Rocky Uguccioni

No. 35
- Position: End

Personal information
- Born: April 20, 1918 New London, Connecticut, U.S.
- Died: January 12, 2005 (aged 86) New London, Connecticut, U.S.
- Listed height: 6 ft 0 in (1.83 m)
- Listed weight: 195 lb (88 kg)

Career information
- High school: Bulkeley (Hartford, Connecticut)
- College: None

Career history
- Brooklyn Tigers (1944); New York Yankees (1946)*;
- * Offseason or practice squad member only
- Stats at Pro Football Reference

= Rocky Uguccioni =

American football player (1918–)

Edward Enrico "Rocky" Uguccioni (April 20, 1918 – January 12, 2005) was an American professional football end who played for the Brooklyn Tigers of the National Football League (NFL).

==Early life==
Edward Enrico Uguccioni was born on April 20, 1918, in New London, Connecticut. He played basketball at Bulkeley High School in Hartford, Connecticut, and graduated in 1937.

==Professional career==
A few sources say Uguccioni played college football at Murray State Teachers College but this does not appear to have happened. In 1937, at the age of 19, he was playing for the Electric Boat Diesels of New London, Connecticut. In 1943, he was still playing for the Diesels.

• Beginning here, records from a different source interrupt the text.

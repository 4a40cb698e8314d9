// std
use std::{
	fs,
	sync::atomic::{AtomicUsize, Ordering},
};
// self
use oauth2_refresh_coordinator::{
	_preludet::*,
	auth::{TokenRecord, TokenSecret},
	classify::ApiError,
	config::CoordinatorConfig,
	flows::{Coordinator, GetTokenOptions, RefreshReason},
	lock::RefreshLock,
	store::{FileTokenCache, TokenCache},
};

fn expired_token(access: &str) -> TokenRecord {
	token_fixture("anthropic", access, Some(OffsetDateTime::now_utc() - Duration::minutes(1)))
}

fn rotated(current: &TokenRecord, access: &str) -> TokenRecord {
	let mut next = current.clone();

	next.access = TokenSecret::new(access);
	next.refresh = Some(TokenSecret::new(format!("{access}-refresh")));
	next.expires = Some(OffsetDateTime::now_utc() + Duration::hours(1));

	next
}

#[tokio::test]
async fn valid_token_skips_refresh_and_lock() {
	let (coordinator, lock, cache) = build_memory_coordinator(fast_test_config("valid"));
	let token =
		token_fixture("anthropic", "still-good", Some(OffsetDateTime::now_utc() + Duration::hours(2)));
	let calls = AtomicUsize::new(0);
	let result = coordinator
		.get_token(
			&token,
			|current| async {
				calls.fetch_add(1, Ordering::SeqCst);

				Ok::<_, ApiError>(current)
			},
			GetTokenOptions::new(),
		)
		.await
		.expect("Valid tokens should be returned as-is.");

	assert!(!result.refreshed);
	assert_eq!(result.reason, None);
	assert_eq!(result.token, token);
	assert_eq!(calls.load(Ordering::SeqCst), 0);
	assert!(!lock.is_held(&token.key()));
	assert!(cache.is_empty());
	assert_eq!(coordinator.refresh_metrics.attempts(), 0);
}

#[tokio::test]
async fn token_inside_expiry_buffer_is_refreshed_early() {
	let (coordinator, _, _) = build_memory_coordinator(fast_test_config("buffer"));
	let token = token_fixture(
		"anthropic",
		"about-to-expire",
		Some(OffsetDateTime::now_utc() + Duration::minutes(2)),
	);
	let result = coordinator
		.get_token(
			&token,
			|current| async move { Ok::<_, ApiError>(rotated(&current, "early")) },
			GetTokenOptions::new(),
		)
		.await
		.expect("Tokens inside the default 5 minute buffer should refresh.");

	assert_eq!(result.reason, Some(RefreshReason::RefreshedNow));

	let relaxed = coordinator
		.get_token(
			&token,
			|_| async { Err::<TokenRecord, _>(ApiError::from_message("must not refresh")) },
			GetTokenOptions::new().with_expiry_buffer(Duration::minutes(1)),
		)
		.await
		.expect("A smaller buffer should keep the token valid.");

	assert!(!relaxed.refreshed);
}

#[tokio::test]
async fn expired_token_is_refreshed_once_and_cached() {
	let (coordinator, lock, cache) = build_memory_coordinator(fast_test_config("expired"));
	let token = expired_token("expired");
	let calls = AtomicUsize::new(0);
	let result = coordinator
		.get_token(
			&token,
			|current| {
				calls.fetch_add(1, Ordering::SeqCst);

				async move { Ok::<_, ApiError>(rotated(&current, "access-new")) }
			},
			GetTokenOptions::new(),
		)
		.await
		.expect("Expired tokens should refresh.");

	assert!(result.refreshed);
	assert_eq!(result.reason, Some(RefreshReason::RefreshedNow));
	assert_eq!(result.token.access.expose(), "access-new");
	assert_eq!(calls.load(Ordering::SeqCst), 1);
	assert!(!lock.is_held(&token.key()));

	let cached = cache.get(&token.key()).await.expect("Refreshed token should be cached.");

	assert_eq!(cached, result.token);
	assert_eq!(coordinator.refresh_metrics.provider_refreshes(), 1);
}

#[tokio::test]
async fn force_refresh_invokes_refresh_for_valid_token() {
	let (coordinator, _, _) = build_memory_coordinator(fast_test_config("force"));
	let token =
		token_fixture("anthropic", "valid", Some(OffsetDateTime::now_utc() + Duration::hours(2)));
	let calls = AtomicUsize::new(0);
	let result = coordinator
		.get_token(
			&token,
			|current| {
				calls.fetch_add(1, Ordering::SeqCst);

				async move { Ok::<_, ApiError>(rotated(&current, "forced")) }
			},
			GetTokenOptions::new().force_refresh(),
		)
		.await
		.expect("Forced refresh should succeed.");

	assert_eq!(calls.load(Ordering::SeqCst), 1);
	assert_eq!(result.reason, Some(RefreshReason::RefreshedNow));
	assert_eq!(result.token.access.expose(), "forced");
}

#[tokio::test]
async fn cache_refreshed_elsewhere_is_reused_under_lock() {
	let (coordinator, _, cache) = build_memory_coordinator(fast_test_config("double_check"));
	let token = expired_token("expired");

	cache
		.put(rotated(&token, "written-by-peer"))
		.await
		.expect("Seeding the shared cache should succeed.");

	let result = coordinator
		.get_token(
			&token,
			|_| async { Err::<TokenRecord, _>(ApiError::from_message("must not refresh")) },
			GetTokenOptions::new(),
		)
		.await
		.expect("The cached record should satisfy the call.");

	assert_eq!(result.reason, Some(RefreshReason::AlreadyRefreshed));
	assert_eq!(result.token.access.expose(), "written-by-peer");
}

#[tokio::test]
async fn thundering_herd_across_processes_refreshes_once() {
	let config = fast_test_config("herd_memory");
	let (first, lock, cache) = build_memory_coordinator(config.clone());
	let peers: Vec<Coordinator> = (0..4)
		.map(|_| {
			let lock: Arc<dyn RefreshLock> = lock.clone();
			let cache: Arc<dyn TokenCache> = cache.clone();

			Coordinator::new(lock, cache, config.clone())
		})
		.collect();
	let token = expired_token("expired");
	let calls = Arc::new(AtomicUsize::new(0));
	let refresh = |current: TokenRecord| {
		let calls = calls.clone();

		async move {
			calls.fetch_add(1, Ordering::SeqCst);
			tokio::time::sleep(std::time::Duration::from_millis(80)).await;

			Ok::<_, ApiError>(rotated(&current, "herd-winner"))
		}
	};
	let (a, b, c, d, e) = tokio::join!(
		first.get_token(&token, refresh, GetTokenOptions::new()),
		peers[0].get_token(&token, refresh, GetTokenOptions::new()),
		peers[1].get_token(&token, refresh, GetTokenOptions::new()),
		peers[2].get_token(&token, refresh, GetTokenOptions::new()),
		peers[3].get_token(&token, refresh, GetTokenOptions::new()),
	);
	let results = [a, b, c, d, e].map(|result| result.expect("Every contender should succeed."));

	assert_eq!(calls.load(Ordering::SeqCst), 1);
	assert!(results.iter().all(|result| result.token.access.expose() == "herd-winner"));
	assert_eq!(
		results.iter().filter(|result| result.reason == Some(RefreshReason::RefreshedNow)).count(),
		1
	);
	assert!(!lock.is_held(&token.key()));
}

#[tokio::test]
async fn same_process_callers_queue_behind_one_refresh() {
	let (coordinator, _, _) = build_memory_coordinator(fast_test_config("singleflight"));
	let token = expired_token("expired");
	let calls = Arc::new(AtomicUsize::new(0));
	let refresh = |current: TokenRecord| {
		let calls = calls.clone();

		async move {
			calls.fetch_add(1, Ordering::SeqCst);
			tokio::time::sleep(std::time::Duration::from_millis(30)).await;

			Ok::<_, ApiError>(rotated(&current, "singleflight"))
		}
	};
	let (first, second) = tokio::join!(
		coordinator.get_token(&token, refresh, GetTokenOptions::new()),
		coordinator.get_token(&token, refresh, GetTokenOptions::new()),
	);
	let first = first.expect("First caller should succeed.");
	let second = second.expect("Second caller should succeed.");

	assert_eq!(calls.load(Ordering::SeqCst), 1);
	assert_eq!(first.reason, Some(RefreshReason::RefreshedNow));
	assert_eq!(second.reason, Some(RefreshReason::AlreadyRefreshed));
	assert_eq!(second.token, first.token);
}

#[tokio::test]
async fn file_backed_coordinators_share_one_refresh() {
	let config = fast_test_config("herd_files");
	let coordinators: Vec<Coordinator> = (0..3)
		.map(|_| {
			Coordinator::from_config(config.clone()).expect("File-backed coordinator should build.")
		})
		.collect();
	let token = expired_token("expired");
	let calls = Arc::new(AtomicUsize::new(0));
	let refresh = |current: TokenRecord| {
		let calls = calls.clone();

		async move {
			calls.fetch_add(1, Ordering::SeqCst);
			tokio::time::sleep(std::time::Duration::from_millis(60)).await;

			Ok::<_, ApiError>(rotated(&current, "from-disk"))
		}
	};
	let (a, b, c) = tokio::join!(
		coordinators[0].get_token(&token, refresh, GetTokenOptions::new()),
		coordinators[1].get_token(&token, refresh, GetTokenOptions::new()),
		coordinators[2].get_token(&token, refresh, GetTokenOptions::new()),
	);

	for result in [a, b, c] {
		assert_eq!(
			result.expect("Every contender should succeed.").token.access.expose(),
			"from-disk"
		);
	}

	assert_eq!(calls.load(Ordering::SeqCst), 1);

	let on_disk = FileTokenCache::new(&config.cache_dir)
		.get(&token.key())
		.await
		.expect("The refreshed token should be persisted.");

	assert_eq!(on_disk.access.expose(), "from-disk");
	assert!(!config.lock_dir.join(format!("{}.lock", token.key())).exists());

	let state_dir = config.cache_dir.parent().expect("Cache dir should have a parent.");

	fs::remove_dir_all(state_dir).expect("Failed to remove temporary state directory.");
}

#[tokio::test]
async fn unwritable_cache_still_returns_fresh_token() {
	let state_dir = test_state_dir("unwritable_cache");

	fs::create_dir_all(&state_dir).expect("Failed to create state directory.");

	let blocker = state_dir.join("tokens");

	fs::write(&blocker, b"not a directory").expect("Failed to create cache blocker file.");

	let config = CoordinatorConfig::new(&state_dir)
		.with_contention_interval(Duration::milliseconds(20));
	let coordinator =
		Coordinator::from_config(config).expect("File-backed coordinator should build.");
	let token = expired_token("expired");
	let result = coordinator
		.get_token(
			&token,
			|current| async move { Ok::<_, ApiError>(rotated(&current, "in-memory-only")) },
			GetTokenOptions::new(),
		)
		.await
		.expect("Cache write failures must not fail the refresh.");

	assert_eq!(result.token.access.expose(), "in-memory-only");
	assert_eq!(result.reason, Some(RefreshReason::RefreshedNow));

	fs::remove_dir_all(&state_dir).expect("Failed to remove temporary state directory.");
}

#[tokio::test]
async fn maintenance_helpers_clear_lock_and_cache() {
	let (coordinator, lock, cache) = build_memory_coordinator(fast_test_config("maintenance"));
	let token = expired_token("expired");
	let key = token.key();

	cache.put(rotated(&token, "cached")).await.expect("Seeding the cache should succeed.");

	assert!(lock.try_acquire(&key).await.expect("Seeding the lock should succeed."));

	coordinator.force_unlock(&key).await.expect("Force unlock should succeed.");
	coordinator.forget_token(&key).await.expect("Forget should succeed.");

	assert!(!lock.is_held(&key));
	assert!(cache.is_empty());
}

#[tokio::test]
async fn abandoned_file_backed_refresh_frees_lock_for_peers() {
	let config = fast_test_config("abandoned_files").with_max_wait(Duration::seconds(2));
	let impatient =
		Coordinator::from_config(config.clone()).expect("File-backed coordinator should build.");
	let peer =
		Coordinator::from_config(config.clone()).expect("File-backed coordinator should build.");
	let token = expired_token("expired");
	let abandoned = tokio::time::timeout(
		std::time::Duration::from_millis(100),
		impatient.get_token(
			&token,
			|_| async {
				tokio::time::sleep(std::time::Duration::from_secs(10)).await;

				Err::<TokenRecord, _>(ApiError::from_message("never finishes"))
			},
			GetTokenOptions::new(),
		),
	)
	.await;

	assert!(abandoned.is_err(), "The slow refresh should be cut off by the timeout.");

	let result = peer
		.get_token(
			&token,
			|current| async move { Ok::<_, ApiError>(rotated(&current, "after-abandon")) },
			GetTokenOptions::new(),
		)
		.await
		.expect("The peer should acquire the released lock well before it goes stale.");

	assert_eq!(result.reason, Some(RefreshReason::RefreshedNow));
	assert_eq!(result.token.access.expose(), "after-abandon");

	let state_dir = config.cache_dir.parent().expect("Cache dir should have a parent.");

	fs::remove_dir_all(state_dir).expect("Failed to remove temporary state directory.");
}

Uguccioni played in all ten games, starting one, for the Brooklyn Tigers of the National Football League (NFL) in 1944 as an end and caught seven passes for 94 yards. On October 15, 1944, against the New York Giants, Brooklyn's Ray Hare blocked Len Younce's kick and Uguccioni returned it for a 12-yard touchdown. The Tigers finished the year with an 0–10 record.

Uguccioni spent the 1945 in the United States Navy and played for the 1945 Fleet City Bluejackets. He signed a two-year contract with the New York Yankees of the All-America Football Conference on January 6, 1946. He reported to training camp in July 1946 but was released before ever playing for the Yankees. Uguccioni played the 1946 season with the minor league Providence Steam Rollers.

==Personal life==
Uguccioni was an installer for the Southern New England Telephone Company for 35 years until retiring in 1986. He died on January 12, 2005, at Lawrence + Memorial Hospital in New London, Connecticut.